REQUIRED ACTION: Return the full set of records, matching them character for character.

(Items listed in a dataset)
* * * * * * *

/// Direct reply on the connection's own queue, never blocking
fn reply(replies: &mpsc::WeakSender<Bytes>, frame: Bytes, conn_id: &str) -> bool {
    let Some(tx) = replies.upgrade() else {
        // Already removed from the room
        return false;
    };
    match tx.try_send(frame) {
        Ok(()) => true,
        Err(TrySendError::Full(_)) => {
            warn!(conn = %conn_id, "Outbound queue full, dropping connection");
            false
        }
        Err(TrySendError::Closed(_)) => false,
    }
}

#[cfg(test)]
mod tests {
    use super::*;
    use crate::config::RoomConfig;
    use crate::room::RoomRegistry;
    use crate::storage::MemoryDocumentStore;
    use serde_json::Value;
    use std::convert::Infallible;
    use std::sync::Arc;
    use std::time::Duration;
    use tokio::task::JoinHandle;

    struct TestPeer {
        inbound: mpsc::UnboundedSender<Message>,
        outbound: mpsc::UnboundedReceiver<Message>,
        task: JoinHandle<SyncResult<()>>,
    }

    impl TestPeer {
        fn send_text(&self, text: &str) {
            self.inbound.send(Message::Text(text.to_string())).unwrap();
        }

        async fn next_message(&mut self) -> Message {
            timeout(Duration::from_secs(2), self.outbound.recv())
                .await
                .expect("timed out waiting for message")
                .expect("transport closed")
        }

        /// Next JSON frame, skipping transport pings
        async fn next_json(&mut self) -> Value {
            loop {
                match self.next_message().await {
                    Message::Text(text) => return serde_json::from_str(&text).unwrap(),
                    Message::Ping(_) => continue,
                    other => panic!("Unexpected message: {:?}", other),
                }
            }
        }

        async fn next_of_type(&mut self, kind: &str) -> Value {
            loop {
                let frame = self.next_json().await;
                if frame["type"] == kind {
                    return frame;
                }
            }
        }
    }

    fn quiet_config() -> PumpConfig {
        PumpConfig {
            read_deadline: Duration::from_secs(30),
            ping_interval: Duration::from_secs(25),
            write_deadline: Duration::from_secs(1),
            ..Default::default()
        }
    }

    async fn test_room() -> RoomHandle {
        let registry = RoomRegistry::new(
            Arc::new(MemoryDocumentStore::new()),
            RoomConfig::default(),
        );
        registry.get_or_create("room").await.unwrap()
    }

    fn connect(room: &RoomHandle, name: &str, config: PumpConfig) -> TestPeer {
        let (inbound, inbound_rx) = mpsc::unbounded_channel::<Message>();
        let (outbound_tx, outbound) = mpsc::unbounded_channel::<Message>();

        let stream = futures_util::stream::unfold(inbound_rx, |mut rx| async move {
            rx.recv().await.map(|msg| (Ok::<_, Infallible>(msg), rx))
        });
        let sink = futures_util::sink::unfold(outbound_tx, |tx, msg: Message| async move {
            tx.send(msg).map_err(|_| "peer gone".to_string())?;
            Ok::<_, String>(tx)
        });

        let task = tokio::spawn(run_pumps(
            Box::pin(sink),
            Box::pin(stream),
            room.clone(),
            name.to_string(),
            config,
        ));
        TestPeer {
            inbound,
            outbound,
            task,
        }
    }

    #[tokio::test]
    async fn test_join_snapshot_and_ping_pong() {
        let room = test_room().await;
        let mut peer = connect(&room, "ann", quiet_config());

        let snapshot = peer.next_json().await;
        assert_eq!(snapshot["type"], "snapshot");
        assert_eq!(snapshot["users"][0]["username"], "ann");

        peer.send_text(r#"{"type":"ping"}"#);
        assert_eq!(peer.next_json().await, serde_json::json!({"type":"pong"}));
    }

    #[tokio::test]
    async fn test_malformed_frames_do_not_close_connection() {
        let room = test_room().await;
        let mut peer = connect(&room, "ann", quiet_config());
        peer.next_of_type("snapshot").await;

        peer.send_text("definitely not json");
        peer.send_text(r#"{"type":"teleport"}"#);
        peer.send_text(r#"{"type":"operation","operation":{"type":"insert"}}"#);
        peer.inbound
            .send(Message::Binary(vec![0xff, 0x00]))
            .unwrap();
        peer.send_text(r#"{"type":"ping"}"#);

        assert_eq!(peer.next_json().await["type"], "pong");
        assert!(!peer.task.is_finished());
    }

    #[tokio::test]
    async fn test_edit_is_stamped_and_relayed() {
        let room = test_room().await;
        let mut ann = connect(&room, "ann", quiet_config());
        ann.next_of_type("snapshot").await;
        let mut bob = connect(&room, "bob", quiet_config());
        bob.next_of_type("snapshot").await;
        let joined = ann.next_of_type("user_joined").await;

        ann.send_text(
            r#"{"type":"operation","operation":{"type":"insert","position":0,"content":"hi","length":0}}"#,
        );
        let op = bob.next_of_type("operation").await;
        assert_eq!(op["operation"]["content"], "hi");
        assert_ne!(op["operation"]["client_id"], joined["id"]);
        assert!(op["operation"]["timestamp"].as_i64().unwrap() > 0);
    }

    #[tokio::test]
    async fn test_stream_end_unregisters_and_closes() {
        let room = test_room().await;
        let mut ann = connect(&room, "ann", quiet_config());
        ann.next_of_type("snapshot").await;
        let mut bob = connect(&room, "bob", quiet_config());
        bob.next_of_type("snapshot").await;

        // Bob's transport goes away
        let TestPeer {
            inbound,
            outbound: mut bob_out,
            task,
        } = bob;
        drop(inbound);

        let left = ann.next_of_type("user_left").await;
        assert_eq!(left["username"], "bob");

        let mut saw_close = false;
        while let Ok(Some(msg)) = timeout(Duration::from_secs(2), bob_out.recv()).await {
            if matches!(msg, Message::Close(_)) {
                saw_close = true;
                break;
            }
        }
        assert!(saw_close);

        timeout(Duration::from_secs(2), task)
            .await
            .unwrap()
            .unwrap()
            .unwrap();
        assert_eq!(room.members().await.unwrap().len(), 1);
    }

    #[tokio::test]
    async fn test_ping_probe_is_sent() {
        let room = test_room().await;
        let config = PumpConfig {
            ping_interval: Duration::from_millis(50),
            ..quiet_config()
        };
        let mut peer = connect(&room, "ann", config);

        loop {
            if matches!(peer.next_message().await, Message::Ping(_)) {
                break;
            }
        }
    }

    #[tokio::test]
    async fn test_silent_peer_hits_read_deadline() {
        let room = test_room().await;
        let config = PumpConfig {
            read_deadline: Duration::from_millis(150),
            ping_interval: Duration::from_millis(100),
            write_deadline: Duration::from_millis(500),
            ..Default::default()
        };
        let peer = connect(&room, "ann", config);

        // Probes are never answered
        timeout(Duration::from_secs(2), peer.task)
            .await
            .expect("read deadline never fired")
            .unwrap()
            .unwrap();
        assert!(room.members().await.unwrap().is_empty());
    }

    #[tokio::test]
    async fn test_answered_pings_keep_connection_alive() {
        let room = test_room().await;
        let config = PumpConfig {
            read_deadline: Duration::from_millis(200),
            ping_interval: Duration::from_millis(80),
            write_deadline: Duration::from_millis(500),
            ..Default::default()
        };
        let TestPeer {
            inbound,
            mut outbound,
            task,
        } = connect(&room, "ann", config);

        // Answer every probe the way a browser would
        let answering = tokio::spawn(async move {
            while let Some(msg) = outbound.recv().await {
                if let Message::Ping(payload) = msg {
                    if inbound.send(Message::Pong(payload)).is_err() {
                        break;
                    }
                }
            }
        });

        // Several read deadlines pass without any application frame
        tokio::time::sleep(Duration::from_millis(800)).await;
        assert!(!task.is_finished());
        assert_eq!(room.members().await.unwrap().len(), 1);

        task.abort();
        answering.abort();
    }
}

* * * * * * *

RESULT FOR THIS TASK:
/// Direct reply on the connection's own queue, never blocking
fn reply(replies: &mpsc::WeakSender<Bytes>, frame: Bytes, conn_id: &str) -> bool {
    let Some(tx) = replies.upgrade() else {
        // Already removed from the room
        return false;
    };
    match tx.try_send(frame) {
        Ok(()) => true,
        Err(TrySendError::Full(_)) => {
            warn!(conn = %conn_id, "Outbound queue full, dropping connection");
            false
        }
        Err(TrySendError::Closed(_)) => false,
    }
}

#[cfg(test)]
mod tests {
    use super::*;
    use crate::config::RoomConfig;
    use crate::room::RoomRegistry;
    use crate::storage::MemoryDocumentStore;
    use serde_json::Value;
    use std::convert::Infallible;
    use std::sync::Arc;
    use std::time::Duration;
    use tokio::task::JoinHandle;

    struct TestPeer {
        inbound: mpsc::UnboundedSender<Message>,
        outbound: mpsc::UnboundedReceiver<Message>,
        task: JoinHandle<SyncResult<()>>,
    }

    impl TestPeer {
        fn send_text(&self, text: &str) {
            self.inbound.send(Message::Text(text.to_string())).unwrap();
        }

        async fn next_message(&mut self) -> Message {
            timeout(Duration::from_secs(2), self.outbound.recv())
                .await
                .expect("timed out waiting for message")
                .expect("transport closed")
        }

        /// Next JSON frame, skipping transport pings
        async fn next_json(&mut self) -> Value {
            loop {
                match self.next_message().await {
                    Message::Text(text) => return serde_json::from_str(&text).unwrap(),
                    Message::Ping(_) => continue,
                    other => panic!("Unexpected message: {:?}", other),
                }
            }
        }

        async fn next_of_type(&mut self, kind: &str) -> Value {
            loop {
                let frame = self.next_json().await;
                if frame["type"] == kind {
                    return frame;
                }
            }
        }
    }

    fn quiet_config() -> PumpConfig {
        PumpConfig {
            read_deadline: Duration::from_secs(30),
            ping_interval: Duration::from_secs(25),
            write_deadline: Duration::from_secs(1),
            ..Default::default()
        }
    }

    async fn test_room() -> RoomHandle {
        let registry = RoomRegistry::new(
            Arc::new(MemoryDocumentStore::new()),
            RoomConfig::default(),
        );
        registry.get_or_create("room").await.unwrap()
    }

    fn connect(room: &RoomHandle, name: &str, config: PumpConfig) -> TestPeer {
        let (inbound, inbound_rx) = mpsc::unbounded_channel::<Message>();
        let (outbound_tx, outbound) = mpsc::unbounded_channel::<Message>();

        let stream = futures_util::stream::unfold(inbound_rx, |mut rx| async move {
            rx.recv().await.map(|msg| (Ok::<_, Infallible>(msg), rx))
        });
        let sink = futures_util::sink::unfold(outbound_tx, |tx, msg: Message| async move {
            tx.send(msg).map_err(|_| "peer gone".to_string())?;
            Ok::<_, String>(tx)
        });

        let task = tokio::spawn(run_pumps(
            Box::pin(sink),
            Box::pin(stream),
            room.clone(),
            name.to_string(),
            config,
        ));
        TestPeer {
            inbound,
            outbound,
            task,
        }
    }

    #[tokio::test]
    async fn test_join_snapshot_and_ping_pong() {
        let room = test_room().await;
        let mut peer = connect(&room, "ann", quiet_config());

        let snapshot = peer.next_json().await;
        assert_eq!(snapshot["type"], "snapshot");
        assert_eq!(snapshot["users"][0]["username"], "ann");

        peer.send_text(r#"{"type":"ping"}"#);
        assert_eq!(peer.next_json().await, serde_json::json!({"type":"pong"}));
    }

    #[tokio::test]
    async fn test_malformed_frames_do_not_close_connection() {
        let room = test_room().await;
        let mut peer = connect(&room, "ann", quiet_config());
        peer.next_of_type("snapshot").await;

        peer.send_text("definitely not json");
        peer.send_text(r#"{"type":"teleport"}"#);
        peer.send_text(r#"{"type":"operation","operation":{"type":"insert"}}"#);
        peer.inbound
            .send(Message::Binary(vec![0xff, 0x00]))
            .unwrap();
        peer.send_text(r#"{"type":"ping"}"#);

        assert_eq!(peer.next_json().await["type"], "pong");
        assert!(!peer.task.is_finished());
    }

    #[tokio::test]
    async fn test_edit_is_stamped_and_relayed() {
        let room = test_room().await;
        let mut ann = connect(&room, "ann", quiet_config());
        ann.next_of_type("snapshot").await;
        let mut bob = connect(&room, "bob", quiet_config());
        bob.next_of_type("snapshot").await;
        let joined = ann.next_of_type("user_joined").await;

        ann.send_text(
            r#"{"type":"operation","operation":{"type":"insert","position":0,"content":"hi","length":0}}"#,
        );
        let op = bob.next_of_type("operation").await;
        assert_eq!(op["operation"]["content"], "hi");
        assert_ne!(op["operation"]["client_id"], joined["id"]);
        assert!(op["operation"]["timestamp"].as_i64().unwrap() > 0);
    }

    #[tokio::test]
    async fn test_stream_end_unregisters_and_closes() {
        let room = test_room().await;
        let mut ann = connect(&room, "ann", quiet_config());
        ann.next_of_type("snapshot").await;
        let mut bob = connect(&room, "bob", quiet_config());
        bob.next_of_type("snapshot").await;

        // Bob's transport goes away
        let TestPeer {
            inbound,
            outbound: mut bob_out,
            task,
        } = bob;
        drop(inbound);

        let left = ann.next_of_type("user_left").await;
        assert_eq!(left["username"], "bob");

        let mut saw_close = false;
        while let Ok(Some(msg)) = timeout(Duration::from_secs(2), bob_out.recv()).await {
            if matches!(msg, Message::Close(_)) {
                saw_close = true;
                break;
            }
        }
        assert!(saw_close);

        timeout(Duration::from_secs(2), task)
            .await
            .unwrap()
            .unwrap()
            .unwrap();
        assert_eq!(room.members().await.unwrap().len(), 1);
    }

    #[tokio::test]
    async fn test_ping_probe_is_sent() {
        let room = test_room().await;
        let config = PumpConfig {
            ping_interval: Duration::from_millis(50),
            ..quiet_config()
        };
        let mut peer = connect(&room, "ann", config);

        loop {
            if matches!(peer.next_message().await, Message::Ping(_)) {
                break;
            }
        }
    }

    #[tokio::test]
    async fn test_silent_peer_hits_read_deadline() {
        let room = test_room().await;
        let config = PumpConfig {
            read_deadline: Duration::from_millis(150),
            ping_interval: Duration::from_millis(100),
            write_deadline: Duration::from_millis(500),
            ..Default::default()
        };
        let peer = connect(&room, "ann", config);

        // Probes are never answered
        timeout(Duration::from_secs(2), peer.task)
            .await
            .expect("read deadline never fired")
            .unwrap()
            .unwrap();
        assert!(room.members().await.unwrap().is_empty());
    }

    #[tokio::test]
    async fn test_answered_pings_keep_connection_alive() {
        let room = test_room().await;
        let config = PumpConfig {
            read_deadline: Duration::from_millis(200),
            ping_interval: Duration::from_millis(80),
            write_deadline: Duration::from_millis(500),
            ..Default::default()
        };
        let TestPeer {
            inbound,
            mut outbound,
            task,
        } = connect(&room, "ann", config);

        // Answer every probe the way a browser would
        let answering = tokio::spawn(async move {
            while let Some(msg) = outbound.recv().await {
                if let Message::Ping(payload) = msg {
                    if inbound.send(Message::Pong(payload)).is_err() {
                        break;
                    }
                }
            }
        });

        // Several read deadlines pass without any application frame
        tokio::time::sleep(Duration::from_millis(800)).await;
        assert!(!task.is_finished());
        assert_eq!(room.members().await.unwrap().len(), 1);

        task.abort();
        answering.abort();
    }
}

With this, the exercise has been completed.